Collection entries
((

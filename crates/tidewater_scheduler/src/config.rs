//! # Scheduler Configuration
//!
//! ```toml
//! tick_interval_secs = 60
//! rng_seed = 7
//!
//! [[event]]
//! key = "golden_hour"
//! chance = 0.25
//! ```

use std::path::Path;
use std::time::Duration;

use serde::{Deserialize, Serialize};

use crate::definition::AmbientDefinition;
use crate::error::{SchedulerError, SchedulerResult};

/// Scheduler settings and definitions.
#[derive(Clone, Debug, PartialEq, Serialize, Deserialize)]
#[serde(default)]
pub struct SchedulerConfig {
    /// Seconds between ticks.
    pub tick_interval_secs: u64,
    /// Seed for trigger draws. `None` seeds from entropy.
    pub rng_seed: Option<u64>,
    /// Definitions in declaration order.
    #[serde(rename = "event")]
    pub events: Vec<AmbientDefinition>,
}

impl Default for SchedulerConfig {
    fn default() -> Self {
        Self {
            tick_interval_secs: 60,
            rng_seed: None,
            events: Vec::new(),
        }
    }
}

impl SchedulerConfig {
    /// Tick interval as a duration (at least one second).
    #[must_use]
    pub fn tick_interval(&self) -> Duration {
        Duration::from_secs(self.tick_interval_secs.max(1))
    }

    /// Parses a configuration from TOML text.
    ///
    /// # Errors
    ///
    /// Returns `SchedulerError::Parse` for malformed TOML.
    pub fn from_toml_str(text: &str) -> SchedulerResult<Self> {
        Ok(toml::from_str(text)?)
    }

    /// Loads a configuration file.
    ///
    /// # Errors
    ///
    /// Returns `SchedulerError::Io` if the file cannot be read, otherwise as
    /// [`SchedulerConfig::from_toml_str`].
    pub fn load(path: impl AsRef<Path>) -> SchedulerResult<Self> {
        let path = path.as_ref();
        let text = std::fs::read_to_string(path).map_err(|source| SchedulerError::Io {
            path: path.display().to_string(),
            source,
        })?;
        Self::from_toml_str(&text)
    }
}

#[cfg(test)]
mod tests {
    use super::*;

    #[test]
    fn test_event_tables_parse_with_defaults() {
        let config = SchedulerConfig::from_toml_str(
            r#"
            rng_seed = 7

            [[event]]
            key = "golden_hour"
            priority = 10
            chance = 0.25
            time_ranges = ["17:00-19:30"]

            [event.effects]
            sell_multiplier = 1.5

            [[event]]
            key = "fog"
            "#,
        )
        .unwrap();

        assert_eq!(config.tick_interval_secs, 60);
        assert_eq!(config.rng_seed, Some(7));
        assert_eq!(config.events.len(), 2);
        assert_eq!(config.events[0].effects["sell_multiplier"], 1.5);
        assert_eq!(config.events[1].duration_minutes, 30);
        assert!(config.events[1].days.is_empty());
    }

    #[test]
    fn test_missing_file_is_io_error() {
        let err = SchedulerConfig::load("/nonexistent/scheduler.toml").unwrap_err();
        assert!(matches!(err, SchedulerError::Io { .. }));
    }
}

))

#### [REQUIRED ACTION]
Your answer should consist of every entry, repeated exactly.

#### [FINISHED EXERCISE]
filename crates/tidewater_scheduler/src/config.rs
//! # Scheduler Configuration
//!
//! ```toml
//! tick_interval_secs = 60
//! rng_seed = 7
//!
//! [[event]]
//! key = "golden_hour"
//! chance = 0.25
//! ```

use std::path::Path;
use std::time::Duration;

use serde::{Deserialize, Serialize};

use crate::definition::AmbientDefinition;
use crate::error::{SchedulerError, SchedulerResult};

/// Scheduler settings and definitions.
#[derive(Clone, Debug, PartialEq, Serialize, Deserialize)]
#[serde(default)]
pub struct SchedulerConfig {
    /// Seconds between ticks.
    pub tick_interval_secs: u64,
    /// Seed for trigger draws. `None` seeds from entropy.
    pub rng_seed: Option<u64>,
    /// Definitions in declaration order.
    #[serde(rename = "event")]
    pub events: Vec<AmbientDefinition>,
}

impl Default for SchedulerConfig {
    fn default() -> Self {
        Self {
            tick_interval_secs: 60,
            rng_seed: None,
            events: Vec::new(),
        }
    }
}

impl SchedulerConfig {
    /// Tick interval as a duration (at least one second).
    #[must_use]
    pub fn tick_interval(&self) -> Duration {
        Duration::from_secs(self.tick_interval_secs.max(1))
    }

    /// Parses a configuration from TOML text.
    ///
    /// # Errors
    ///
    /// Returns `SchedulerError::Parse` for malformed TOML.
    pub fn from_toml_str(text: &str) -> SchedulerResult<Self> {
        Ok(toml::from_str(text)?)
    }

    /// Loads a configuration file.
    ///
    /// # Errors
    ///
    /// Returns `SchedulerError::Io` if the file cannot be read, otherwise as
    /// [`SchedulerConfig::from_toml_str`].
    pub fn load(path: impl AsRef<Path>) -> SchedulerResult<Self> {
        let path = path.as_ref();
        let text = std::fs::read_to_string(path).map_err(|source| SchedulerError::Io {
            path: path.display().to_string(),
            source,
        })?;
        Self::from_toml_str(&text)
    }
}

#[cfg(test)]
mod tests {
    use super::*;

    #[test]
    fn test_event_tables_parse_with_defaults() {
        let config = SchedulerConfig::from_toml_str(
            r#"
            rng_seed = 7

            [[event]]
            key = "golden_hour"
            priority = 10
            chance = 0.25
            time_ranges = ["17:00-19:30"]

            [event.effects]
            sell_multiplier = 1.5

            [[event]]
            key = "fog"
            "#,
        )
        .unwrap();

        assert_eq!(config.tick_interval_secs, 60);
        assert_eq!(config.rng_seed, Some(7));
        assert_eq!(config.events.len(), 2);
        assert_eq!(config.events[0].effects["sell_multiplier"], 1.5);
        assert_eq!(config.events[1].duration_minutes, 30);
        assert!(config.events[1].days.is_empty());
    }

    #[test]
    fn test_missing_file_is_io_error() {
        let err = SchedulerConfig::load("/nonexistent/scheduler.toml").unwrap_err();
        assert!(matches!(err, SchedulerError::Io { .. }));
    }
}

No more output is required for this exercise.